We're pleased, too, to hear that AMASS has just launched a school library, and that the Young Writers are the first approved borrowers! Long live the Young Writers and all who support them!

Monday, November 5, 2012

SELI Young Writers Takes Shape

Attendance hasn't been all we'd like in the last few meetings, but the SELI Young Writers program is really taking shape.

Since most of the students have domestic work to do at home, they come at varying times. We have found that it works to have a journaling table. When they enter, the first stop is to take their writing folders, and the second stop is to do the journal assignment. Today it was to describe and to "perhaps" about the photograph you see on the table. Who is this woman? Where does she live, and what is she up to? Why are we so sure she is not a Sierra Leonean?

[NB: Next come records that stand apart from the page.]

//! Job execution: a threaded worker pool and a synchronous executor.
//!
//! The pool has two lanes. Disk jobs (load, save) run on a dedicated thread
//! and compute jobs (generation) run on a pool sized from the CPU count. Both
//! lanes feed one result channel that the main thread polls without blocking.

use std::collections::VecDeque;
use std::sync::{Arc, Condvar, Mutex, PoisonError};
use std::thread::JoinHandle;

use crossbeam_channel::{Receiver, Sender, unbounded};

use crate::error::WorldError;
use crate::jobs::{Job, JobAffinity, JobContext, JobOutcome};

/// Runs jobs and hands back their outcomes.
pub trait JobExecutor: Send {
    /// Queues a job. Ownership of the job's chunk moves to the executor.
    fn submit(&mut self, job: Job);

    /// Returns one finished outcome, if any, without blocking.
    fn poll(&mut self) -> Option<JobOutcome>;

    /// Blocks until every submitted job has finished. Outcomes stay queued
    /// for [`poll`](Self::poll).
    fn wait_idle(&self);

    /// Jobs submitted but not yet finished.
    fn in_flight(&self) -> usize;
}

// ---------------------------------------------------------------------------
// In-flight counter
// ---------------------------------------------------------------------------

#[derive(Default)]
struct InFlight {
    count: Mutex<usize>,
    idle: Condvar,
}

impl InFlight {
    fn increment(&self) {
        *self.count.lock().unwrap_or_else(PoisonError::into_inner) += 1;
    }

    fn decrement(&self) {
        let mut count = self.count.lock().unwrap_or_else(PoisonError::into_inner);
        *count = count.saturating_sub(1);
        if *count == 0 {
            self.idle.notify_all();
        }
    }

    fn get(&self) -> usize {
        *self.count.lock().unwrap_or_else(PoisonError::into_inner)
    }

    fn wait_zero(&self) {
        let mut count = self.count.lock().unwrap_or_else(PoisonError::into_inner);
        while *count > 0 {
            count = self
                .idle
                .wait(count)
                .unwrap_or_else(PoisonError::into_inner);
        }
    }
}

/// Decrements the counter when a worker finishes a job, even by panicking.
struct FinishGuard<'a>(&'a InFlight);

impl Drop for FinishGuard<'_> {
    fn drop(&mut self) {
        self.0.decrement();
    }
}

// ---------------------------------------------------------------------------
// Worker pool
// ---------------------------------------------------------------------------

/// Background threads split into a disk lane and a compute lane.
pub struct WorkerPool {
    disk_sender: Option<Sender<Job>>,
    compute_sender: Option<Sender<Job>>,
    result_receiver: Receiver<JobOutcome>,
    in_flight: Arc<InFlight>,
    workers: Vec<JoinHandle<()>>,
}

impl WorkerPool {
    /// Starts one disk thread and `compute_threads` (at least one) compute
    /// threads.
    ///
    /// # Errors
    ///
    /// Returns [`WorldError::WorkerSpawn`] if the OS refuses a thread.
    pub fn new(compute_threads: usize, ctx: Arc<JobContext>) -> Result<Self, WorldError> {
        let (disk_sender, disk_receiver) = unbounded::<Job>();
        let (compute_sender, compute_receiver) = unbounded::<Job>();
        let (result_sender, result_receiver) = unbounded::<JobOutcome>();
        let in_flight = Arc::new(InFlight::default());

        let mut workers = Vec::new();
        let lanes = [
            ("disk", disk_receiver, 1),
            ("compute", compute_receiver, compute_threads.max(1)),
        ];
        for (lane, receiver, count) in lanes {
            for i in 0..count {
                let receiver = receiver.clone();
                let results = result_sender.clone();
                let in_flight = Arc::clone(&in_flight);
                let ctx = Arc::clone(&ctx);

                let handle = std::thread::Builder::new()
                    .name(format!("strata-{lane}-{i}"))
                    .spawn(move || worker_loop(&receiver, &results, &in_flight, &ctx))
                    .map_err(WorldError::WorkerSpawn)?;
                workers.push(handle);
            }
        }
        tracing::info!(
            "worker pool started: 1 disk thread, {} compute threads",
            compute_threads.max(1)
        );

        Ok(Self {
            disk_sender: Some(disk_sender),
            compute_sender: Some(compute_sender),
            result_receiver,
            in_flight,
            workers,
        })
    }

    /// Leaves two cores for the main and render threads.
    pub fn default_compute_threads() -> usize {
        let cpus = num_cpus::get().max(2);
        (cpus - 2).max(1)
    }
}

fn worker_loop(
    receiver: &Receiver<Job>,
    results: &Sender<JobOutcome>,
    in_flight: &InFlight,
    ctx: &JobContext,
) {
    while let Ok(job) = receiver.recv() {
        let _finished = FinishGuard(in_flight);
        let coord = job.coord();
        let affinity = job.affinity();
        tracing::trace!("running {affinity:?} job for chunk {coord}");

        let outcome = job.run(ctx);
        if results.send(outcome).is_err() {
            // The pool is gone; nobody will read further results.
            break;
        }
    }
}

impl JobExecutor for WorkerPool {
    fn submit(&mut self, job: Job) {
        let sender = match job.affinity() {
            JobAffinity::Disk => self.disk_sender.as_ref(),
            JobAffinity::Compute => self.compute_sender.as_ref(),
        };
        let Some(sender) = sender else {
            tracing::error!("job for chunk {} submitted after shutdown", job.coord());
            return;
        };

        self.in_flight.increment();
        if let Err(err) = sender.send(job) {
            self.in_flight.decrement();
            tracing::error!("worker lane closed, dropping job for chunk {}", err.0.coord());
        }
    }

    fn poll(&mut self) -> Option<JobOutcome> {
        self.result_receiver.try_recv().ok()
    }

    fn wait_idle(&self) {
        self.in_flight.wait_zero();
    }

    fn in_flight(&self) -> usize {
        self.in_flight.get()
    }
}

impl Drop for WorkerPool {
    fn drop(&mut self) {
        // Closing the lanes ends each worker's receive loop.
        self.disk_sender.take();
        self.compute_sender.take();
        for handle in self.workers.drain(..) {
            if handle.join().is_err() {
                tracing::warn!("a worker thread panicked");
            }
        }
    }
}

// ---------------------------------------------------------------------------
// Inline executor
// ---------------------------------------------------------------------------

/// Runs each job on the caller's thread at submit time. Outcomes are queued
/// until the next [`poll`](JobExecutor::poll).
pub struct InlineExecutor {
    ctx: Arc<JobContext>,
    completed: VecDeque<JobOutcome>,
}

impl InlineExecutor {
    /// Creates an executor running jobs against `ctx`.
    pub fn new(ctx: Arc<JobContext>) -> Self {
        Self {
            ctx,
            completed: VecDeque::new(),
        }
    }
}

impl JobExecutor for InlineExecutor {
    fn submit(&mut self, job: Job) {
        let outcome = job.run(&self.ctx);
        self.completed.push_back(outcome);
    }

    fn poll(&mut self) -> Option<JobOutcome> {
        self.completed.pop_front()
    }

    fn wait_idle(&self) {}

    fn in_flight(&self) -> usize {
        0
    }
}

// ---------------------------------------------------------------------------
// Tests
// ---------------------------------------------------------------------------

#[cfg(test)]
mod tests {
    use strata_voxel::{Chunk, ChunkCoord};

    use super::*;
    use crate::jobs::tests::test_context;
    use crate::store::{ChunkStore, MemoryChunkStore};

    fn generate_job(x: i32, y: i32) -> Job {
        Job::Generate(Box::new(Chunk::new(ChunkCoord::new(x, y))))
    }

    #[test]
    fn test_pool_completes_all_jobs() {
        let ctx = Arc::new(test_context(Arc::new(MemoryChunkStore::new())));
        let mut pool = WorkerPool::new(3, ctx).unwrap();

        for x in 0..4 {
            for y in 0..4 {
                pool.submit(generate_job(x, y));
            }
        }
        pool.wait_idle();
        assert_eq!(pool.in_flight(), 0);

        let mut coords = Vec::new();
        while let Some(outcome) = pool.poll() {
            assert!(matches!(outcome, JobOutcome::Generated(_)));
            coords.push(outcome.coord());
        }
        coords.sort();
        assert_eq!(coords.len(), 16);
        coords.dedup();
        assert_eq!(coords.len(), 16);
    }

    #[test]
    fn test_pool_routes_disk_jobs() {
        let store = Arc::new(MemoryChunkStore::new());
        let ctx = Arc::new(test_context(store.clone()));
        let mut pool = WorkerPool::new(1, ctx).unwrap();

        let coord = ChunkCoord::new(-1, 4);
        pool.submit(Job::Save(Box::new(Chunk::new(coord))));
        pool.wait_idle();

        assert!(matches!(pool.poll(), Some(JobOutcome::Saved(c)) if c == coord));
        assert!(store.exists(coord));
        assert!(pool.poll().is_none());
    }

    #[test]
    fn test_inline_executor_is_immediate() {
        let ctx = Arc::new(test_context(Arc::new(MemoryChunkStore::new())));
        let mut exec = InlineExecutor::new(ctx);
        exec.submit(generate_job(0, 0));
        exec.submit(generate_job(1, 0));
        assert_eq!(exec.in_flight(), 0);
        assert_eq!(exec.poll().unwrap().coord(), ChunkCoord::new(0, 0));
        assert_eq!(exec.poll().unwrap().coord(), ChunkCoord::new(1, 0));
        assert!(exec.poll().is_none());
    }

    #[test]
    fn test_drop_joins_workers() {
        let ctx = Arc::new(test_context(Arc::new(MemoryChunkStore::new())));
        let mut pool = WorkerPool::new(2, ctx).unwrap();
        pool.submit(generate_job(0, 0));
        drop(pool);
    }
}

The girls in the foreground are in the third draft of their first (analytic) piece of writing. At this point, they move to word processing, where it is easier to revise and build good paragraphs. The girl on the left has just cut a sentence from one paragraph and pasted it into the next, where it makes more sense. Not bad, for a novice computer user and paragraph builder!

The student at the far table has moved on to the first draft of his second assignment, a personal writing challenge. We read all our first, and sometimes our second drafts, aloud to others for discussion and feedback. And we need more students to enrich that discussion!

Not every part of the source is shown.